Questo è sicuramente un pregio enorme della pellicola di Oriol Paulo: non capire fino alla fine quale sia la verità e, soprattutto, aver creato un personaggio che riesce abilmente a ingannare prima di tutti il pubblico. E a essere sinceri le ambiguità sono talmente tante che, anche dopo la scena finale, non potrei mettere la mano sul fuoco sul fatto che Alice sia realmente malata di mente e che invece non sia reale il complotto ordito a suo danno. E se Heliodoro fosse in combutta sia con García del Olmo, sia con Alvar? Comunque anche questa ipotesi non necessariamente viene smentita dai vari indizi. Oppure Alice è stata talmente brava da ingannarci e a manipolarci al punto da far sì che siamo noi a decidere quale sia la verità giusta, che è anche quella che a lei conviene di più!
Guardando Quando Dio imparò a scrivere è inevitabile sentire l'eco di un'altra celebre pellicola che si svolge in un manicomio, niente meno che Shutter Island di Martin Scorsese del 2010 con Leonardo DiCaprio e diciamo che le due pellicole, al di là dell'ambientazione, hanno parecchi elementi in comune. Sul manicomio Oriol Paulo ha lavorato molto. Gli ambienti, gli spazi, gli ospiti.

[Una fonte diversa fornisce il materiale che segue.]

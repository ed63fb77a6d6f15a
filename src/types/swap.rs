//! Swap Types
//!
//! Types for the swap lifecycle: a deposit detected on one network and its
//! eventual batched payout on the other.
//!
//! Lifecycle: pending → settled. A swap is created by the deposit reconciler
//! when a new incoming transaction is observed, and mutated exactly once by
//! the settlement orchestrator when the batch it belongs to is paid out.

use serde::{Deserialize, Serialize};
use uuid::Uuid;

use super::network::Network;
use crate::common::error::BridgeError;

/// Which of the two swap flows a swap belongs to
#[derive(Debug, Clone, Copy, PartialEq, Eq, Hash, Serialize, Deserialize)]
#[serde(rename_all = "snake_case")]
pub enum SwapDirection {
    /// Deposit on home, payout on foreign (fee-bearing leg)
    HomeToForeign,
    /// Deposit on foreign, payout on home (asset-tagged leg)
    ForeignToHome,
}

impl SwapDirection {
    /// Network the user deposits on
    pub fn deposit_network(&self) -> Network {
        match self {
            Self::HomeToForeign => Network::Home,
            Self::ForeignToHome => Network::Foreign,
        }
    }

    /// Network the payout is dispatched on
    pub fn destination_network(&self) -> Network {
        self.deposit_network().opposite()
    }
}

impl std::fmt::Display for SwapDirection {
    fn fmt(&self, f: &mut std::fmt::Formatter<'_>) -> std::fmt::Result {
        let s = match self {
            Self::HomeToForeign => "home_to_foreign",
            Self::ForeignToHome => "foreign_to_home",
        };
        write!(f, "{}", s)
    }
}

impl std::str::FromStr for SwapDirection {
    type Err = BridgeError;

    /// Parse a direction from its wire/storage form.
    ///
    /// The enum is closed, so out-of-range direction values can only exist
    /// at string boundaries (API input, storage rows). They are rejected
    /// here, before any network call can happen.
    fn from_str(s: &str) -> Result<Self, Self::Err> {
        match s {
            "home_to_foreign" => Ok(Self::HomeToForeign),
            "foreign_to_home" => Ok(Self::ForeignToHome),
            _ => Err(BridgeError::InvalidSwapType(s.to_string())),
        }
    }
}

/// Status of a swap
#[derive(Debug, Clone, Copy, PartialEq, Eq, Serialize, Deserialize)]
#[serde(rename_all = "snake_case")]
pub enum SwapStatus {
    /// Deposit recorded, payout not yet dispatched
    Pending,
    /// Paid out, transfer hashes recorded
    Settled,
}

impl Default for SwapStatus {
    fn default() -> Self {
        Self::Pending
    }
}

impl std::fmt::Display for SwapStatus {
    fn fmt(&self, f: &mut std::fmt::Formatter<'_>) -> std::fmt::Result {
        let s = match self {
            Self::Pending => "pending",
            Self::Settled => "settled",
        };
        write!(f, "{}", s)
    }
}

impl std::str::FromStr for SwapStatus {
    type Err = BridgeError;

    fn from_str(s: &str) -> Result<Self, Self::Err> {
        match s {
            "pending" => Ok(Self::Pending),
            "settled" => Ok(Self::Settled),
            _ => Err(BridgeError::Validation(format!("unknown swap status: {}", s))),
        }
    }
}

/// A swap amount in base units
///
/// The normal path is an integer number of base units. Older ledger exports
/// wrote amounts as decimal strings, so the legacy form is kept representable
/// and resolved permissively at aggregation time (see
/// `settlement::aggregator::parse_amount`).
#[derive(Debug, Clone, PartialEq, Serialize, Deserialize)]
#[serde(untagged)]
pub enum Amount {
    Base(u64),
    Legacy(String),
}

impl Amount {
    /// Storage/wire text form
    pub fn as_text(&self) -> String {
        match self {
            Self::Base(n) => n.to_string(),
            Self::Legacy(s) => s.clone(),
        }
    }

    /// Parse the storage text form back into an amount
    ///
    /// Anything that is not a plain integer is kept as a legacy string;
    /// interpretation is deferred to aggregation.
    pub fn from_text(s: &str) -> Self {
        match s.parse::<u64>() {
            Ok(n) => Self::Base(n),
            Err(_) => Self::Legacy(s.to_string()),
        }
    }
}

impl std::fmt::Display for Amount {
    fn fmt(&self, f: &mut std::fmt::Formatter<'_>) -> std::fmt::Result {
        write!(f, "{}", self.as_text())
    }
}

/// One detected deposit and its eventual payout
#[derive(Debug, Clone, Serialize, Deserialize)]
pub struct Swap {
    /// Unique swap identity
    pub uuid: Uuid,
    /// Owning client account
    pub account_uuid: Uuid,
    /// Swap flow this deposit belongs to
    pub direction: SwapDirection,
    /// Deposited amount in base units
    pub amount: Amount,
    /// Source-network transaction hash of the deposit.
    /// Globally unique: the sole deduplication key.
    pub deposit_tx_hash: String,
    /// Destination-network transaction hashes of the payout.
    /// Empty until settled; set exactly once, atomically with the
    /// transition to `Settled`.
    pub transfer_tx_hashes: Vec<String>,
    /// Current status
    pub status: SwapStatus,
    /// Unix timestamp when the deposit was recorded
    pub created_at: i64,
}

impl Swap {
    /// Create a new pending swap for a detected deposit
    pub fn new(
        account_uuid: Uuid,
        direction: SwapDirection,
        amount: Amount,
        deposit_tx_hash: String,
    ) -> Self {
        Self {
            uuid: Uuid::new_v4(),
            account_uuid,
            direction,
            amount,
            deposit_tx_hash,
            transfer_tx_hashes: Vec::new(),
            status: SwapStatus::Pending,
            created_at: chrono::Utc::now().timestamp(),
        }
    }
}

/// Read model for the settlement query
///
/// A swap row does not carry the address to be paid; this joins a pending
/// swap with its owning account's address on the settlement network.
#[derive(Debug, Clone, PartialEq)]
pub struct PendingPayout {
    pub swap_uuid: Uuid,
    pub destination_address: String,
    pub amount: Amount,
}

E quando Alice scopre di non poter uscire, si empatizza con lei e con la sua condizione, in cui il mondo che ci circonda ci vuole ingabbiare in una situazione dalla quale vorremmo uscire, perché non ci piace, ci fa soffrire, ma tutto sembra impedircelo. Forse anche per questo Alice diventa la nostra eroina. Tifiamo per lei, sperando che riesca a trovare la soluzione per uscire dal manicomio, dalla gabbia che il mondo ci ha costruito attorno, anche se non è detto che Alice sia realmente quello che ci vuol far credere di essere.
Una pellicola particolarmente riuscita, inquietante e abile nel predisporre un gioco di inganni fra la protagonista e gli spettatori.